— Oh ! c’est si bon, tes mains, Petit Vieux !

Je me prêtai un peu de temps à ce jeu et puis je m’en allai par le bois. Je n’étais pas fâché, c’était quelque chose de singulier en moi que je ne connaissais pas. Quand je revins, elle dormait tranquillement, les bras croisés sur sa poitrine.

Une autre fois, nous étions partis au matin. Nous allions la main dans la main en balançant nos bras. Des pensées sourdes m’agitaient et je lui dis :

— Pense un peu à ceci. Il y a des hommes qui travaillent aux champs. Ils retournent la terre, ils sèment le blé. Ils vont avec les bœufs et les chevaux. Ceux-là valent mieux que moi et toi.

Elle fronça le sourcil et cria :

— Ils ne sont pas libres comme nous !

Oh ! elle disait là une chose vraie et cependant je ne pouvais lui donner raison. L’insecte, l’arbre et la source travaillent à leur manière ; ils accomplissent une œuvre nécessaire comme le laboureur et le semeur. Moi j’avais des bras et des mains et ils m’étaient inutiles. Ainsi la loi reparut, la destinée qui voue l’homme au travail ; et je ne raisonnais pas, c’était un instinct confus qui me donnait le regret d’une chose que j’aurais pu faire. Un cœur de petit pauvre est plus près de l’humanité que les autres.
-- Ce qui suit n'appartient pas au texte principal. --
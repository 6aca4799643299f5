//! Kick-drift-kick (velocity-Verlet) integration under central gravity.
//!
//! The step is symplectic, so specific orbital energy oscillates within a
//! bound instead of drifting the way explicit Euler does, even when one
//! wall-clock frame covers hours of simulated time.

use std::f64::consts::TAU;

use glam::DVec3;

use super::constants::DEFAULT_MIN_RADIUS;

/// Upper bound on sub-steps taken for a single frame.
const MAX_SUBSTEPS: u32 = 10_000;

/// Position (m) and velocity (m/s) of a body at an instant.
#[derive(Debug, Clone, Copy, PartialEq, Default)]
pub struct StateVector {
    /// Position relative to the central body, meters.
    pub position: DVec3,
    /// Velocity relative to the central body, meters per second.
    pub velocity: DVec3,
}

impl StateVector {
    /// Build a state vector from position and velocity.
    #[must_use]
    pub const fn new(position: DVec3, velocity: DVec3) -> Self {
        Self { position, velocity }
    }

    /// Build from a flat `[rx, ry, rz, vx, vy, vz]` array.
    #[must_use]
    pub const fn from_array(y: [f64; 6]) -> Self {
        Self {
            position: DVec3::new(y[0], y[1], y[2]),
            velocity: DVec3::new(y[3], y[4], y[5]),
        }
    }

    /// Distance from the central body.
    #[must_use]
    pub fn radius(&self) -> f64 {
        self.position.length()
    }

    /// Whether every component is finite.
    #[must_use]
    pub fn is_finite(&self) -> bool {
        self.position.is_finite() && self.velocity.is_finite()
    }
}

/// Result of advancing a state vector.
#[derive(Debug, Clone, Copy, PartialEq)]
pub struct Step {
    /// The advanced state. Always finite with a strictly positive radius.
    pub state: StateVector,
    /// Set when the radius had to be clamped (or a non-finite value was
    /// discarded) during the step.
    pub degenerate: bool,
}

/// Inverse-square acceleration toward the origin: `-(μ / |r|³) · r`.
///
/// The caller is responsible for keeping `r` away from zero; see
/// [`step`] for the clamped version used by the simulation.
#[must_use]
pub fn acceleration(r: DVec3, mu: f64) -> DVec3 {
    let r_sq = r.length_squared();
    let r_len = r_sq.sqrt();
    r * (-mu / (r_sq * r_len))
}

/// Push `r` out to `min_radius` along its own direction if it is too close
/// to the origin. Zero or non-finite input falls back to the +X axis.
fn clamp_radius(r: DVec3, min_radius: f64) -> (DVec3, bool) {
    let len = r.length();
    if len.is_finite() && len >= min_radius {
        return (r, false);
    }
    let dir = r.try_normalize().unwrap_or(DVec3::X);
    (dir * min_radius, true)
}

/// Advance `state` by `dt` seconds under gravitational parameter `mu`.
///
/// Pure and deterministic: identical arguments always give bit-identical
/// output. Uses [`DEFAULT_MIN_RADIUS`] as the degenerate threshold.
#[must_use]
pub fn step(state: &StateVector, dt: f64, mu: f64) -> Step {
    step_with_min_radius(state, dt, mu, DEFAULT_MIN_RADIUS)
}

/// [`step`] with an explicit degenerate-radius threshold.
///
/// A non-finite `dt` is a caller error; the state is returned unchanged.
#[must_use]
pub fn step_with_min_radius(
    state: &StateVector,
    dt: f64,
    mu: f64,
    min_radius: f64,
) -> Step {
    if !dt.is_finite() {
        return Step {
            state: *state,
            degenerate: false,
        };
    }

    let (r0, clamped_start) = clamp_radius(state.position, min_radius);
    let v0 = if state.velocity.is_finite() {
        state.velocity
    } else {
        DVec3::ZERO
    };

    let a0 = acceleration(r0, mu);
    let v_half = v0 + a0 * (0.5 * dt);
    let (r1, clamped_end) = clamp_radius(r0 + v_half * dt, min_radius);
    let a1 = acceleration(r1, mu);
    let v1 = v_half + a1 * (0.5 * dt);

    let velocity_ok = v1.is_finite() && state.velocity.is_finite();
    Step {
        state: StateVector {
            position: r1,
            velocity: if v1.is_finite() { v1 } else { DVec3::ZERO },
        },
        degenerate: clamped_start || clamped_end || !velocity_ok,
    }
}

/// Specific orbital energy `|v|²/2 - μ/|r|` (J/kg).
#[must_use]
pub fn specific_energy(state: &StateVector, mu: f64) -> f64 {
    0.5 * state.velocity.length_squared() - mu / state.radius()
}

/// Keplerian period of the orbit through `state`, or `None` when the orbit
/// is unbound (non-negative energy).
#[must_use]
pub fn orbital_period(state: &StateVector, mu: f64) -> Option<f64> {
    let energy = specific_energy(state, mu);
    if !energy.is_finite() || energy >= 0.0 {
        return None;
    }
    let semi_major = -mu / (2.0 * energy);
    Some(TAU * (semi_major.powi(3) / mu).sqrt())
}

/// Integrator configuration shared by every body in a simulation.
#[derive(Debug, Clone, Copy, PartialEq)]
pub struct OrbitIntegrator {
    /// Gravitational parameter of the central body (m³/s²).
    pub mu: f64,
    /// Degenerate-radius threshold (m).
    pub min_radius: f64,
    /// Largest single step (s). `None` takes one step per call.
    pub max_substep: Option<f64>,
}

impl OrbitIntegrator {
    /// One variable-size step per call, default degenerate threshold.
    #[must_use]
    pub const fn new(mu: f64) -> Self {
        Self {
            mu,
            min_radius: DEFAULT_MIN_RADIUS,
            max_substep: None,
        }
    }

    /// Split each call into equal steps no longer than `max_substep`.
    /// Non-positive or non-finite values disable sub-stepping.
    #[must_use]
    pub fn with_max_substep(mut self, max_substep: f64) -> Self {
        self.max_substep =
            (max_substep.is_finite() && max_substep > 0.0).then_some(max_substep);
        self
    }

    /// Override the degenerate-radius threshold. Non-positive or
    /// non-finite values keep the default.
    #[must_use]
    pub fn with_min_radius(mut self, min_radius: f64) -> Self {
        self.min_radius = if min_radius.is_finite() && min_radius > 0.0 {
            min_radius
        } else {
            log::warn!("invalid minimum radius {min_radius}, using {DEFAULT_MIN_RADIUS}");
            DEFAULT_MIN_RADIUS
        };
        self
    }

    /// Number of equal steps used to cover `dt`.
    #[must_use]
    pub fn substeps(&self, dt: f64) -> u32 {
        match self.max_substep {
            Some(max) if dt.is_finite() && dt.abs() > max => {
                let n = (dt.abs() / max).ceil();
                if n >= f64::from(MAX_SUBSTEPS) {
                    MAX_SUBSTEPS
                } else {
                    n as u32
                }
            }
            _ => 1,
        }
    }

    /// Advance `state` by `dt`, sub-stepping if configured.
    #[must_use]
    pub fn advance(&self, state: &StateVector, dt: f64) -> Step {
        let n = self.substeps(dt);
        let h = dt / f64::from(n);
        let mut current = Step {
            state: *state,
            degenerate: false,
        };
        for _ in 0..n {
            let next =
                step_with_min_radius(&current.state, h, self.mu, self.min_radius);
            current = Step {
                state: next.state,
                degenerate: current.degenerate || next.degenerate,
            };
        }
        current
    }
}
Je marchais donc à côté de Frilotte sans rien dire, remué par des choses sans mots, tandis qu’elle follement riait et dansait sous les arbres. Tout à coup je m’arrêtai et criai sauvagement :

— Ils mangent du pain, ceux qui travaillent !

Voilà, les idées s’étaient nouées et maintenant elles éclataient dans ce cri qui était celui des races, le vœu même de la vie. Oui, ceux-là ensemençaient la terre ; le seigle et le froment levaient de leurs sueurs, et ensuite ils pétrissaient la claire mouture : le pain les payait de leurs peines.